The launching condition of a jet driven by the magnetic field and radiation pressure of an accretion disc

TL;DR

This paper investigates how magnetic fields and radiation pressure influence the launching of jets from accretion discs, revealing conditions under which cold gas can be ejected and constraints on jet power.

Contribution

It introduces a new criterion for jet launching considering both magnetic and radiation forces, and derives limits on magnetic field strength and jet power in radiation pressure dominated discs.

Findings

Radiation pressure aids in launching cold gas jets from accretion discs.

Critical angular velocity decreases with increasing disc thickness H/R.
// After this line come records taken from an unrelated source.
//! Error taxonomy, per the configuration / input / numerical split: fatal
//! errors propagate as `Result`, parse-time failures are a plain return
//! value (see [`crate::chart::ParseOutcome`]).

use std::path::PathBuf;
use thiserror::Error;

#[derive(Debug, Error)]
pub enum ConfigError {
    #[error("missing model file: {0}")]
    MissingFile(PathBuf),

    #[error("corrupt model file {path}: {reason}")]
    CorruptFile { path: PathBuf, reason: String },

    #[error("unknown loss id {0}")]
    UnknownLoss(u32),

    #[error("unknown cross-validation method {0:?}")]
    UnknownCvMethod(String),

    #[error("invalid combination of flags: {0}")]
    BadFlags(String),
}

#[derive(Debug, Error)]
pub enum InputError {
    #[error("malformed corpus record at sentence {sentence}: {reason}")]
    MalformedCorpus { sentence: usize, reason: String },

    #[error("sentence longer than MAXSENTLEN ({max}): got {got} tokens")]
    SentenceTooLong { max: usize, got: usize },

    #[error("malformed sentence input: {0}")]
    MalformedSentence(String),

    #[error("io error: {0}")]
    Io(#[from] std::io::Error),
}

#[derive(Debug, Error)]
pub enum NumericError {
    #[error("non-finite loss encountered for loss id {loss_id} at iteration {iteration}")]
    NonFiniteLoss { loss_id: u32, iteration: usize },

    #[error("non-finite gradient component {index} for loss id {loss_id} at iteration {iteration}")]
    NonFiniteGradient {
        loss_id: u32,
        iteration: usize,
        index: usize,
    },
}

#[derive(Debug, Error)]
pub enum StatrankError {
    #[error(transparent)]
    Config(#[from] ConfigError),
    #[error(transparent)]
    Input(#[from] InputError),
    #[error(transparent)]
    Numeric(#[from] NumericError),
}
Stricter constraints on maximum jet power than traditional equipartition models.

Abstract

We find that the cold gas can be magnetically launched from the disc surface with the help of the radiation pressure if the angular velocity of the radiation pressure dominated accretion disc is greater than a critical value, which decreases with increasing the disc thickness H/R (radiation pressure). This indicates the force exerted by the radiation from the disc indeed helps launching the outflow. The rotational velocity of the gas in the disc depends on the strength of the magnetic field threading the disc and the inclination B_z/B_r of the field line at the disc surface. The launching condition for the cold gas at the disc surface sets an upper limit on the magnetic field strength, which is a function of the field line inclination B_z/B_r and the disc thickness H/R. This implies a more strict constraint on the maximal jet power can be extracted from a radiation pressure dominated accretion disc than that derived conventionally on the equipartition assumption.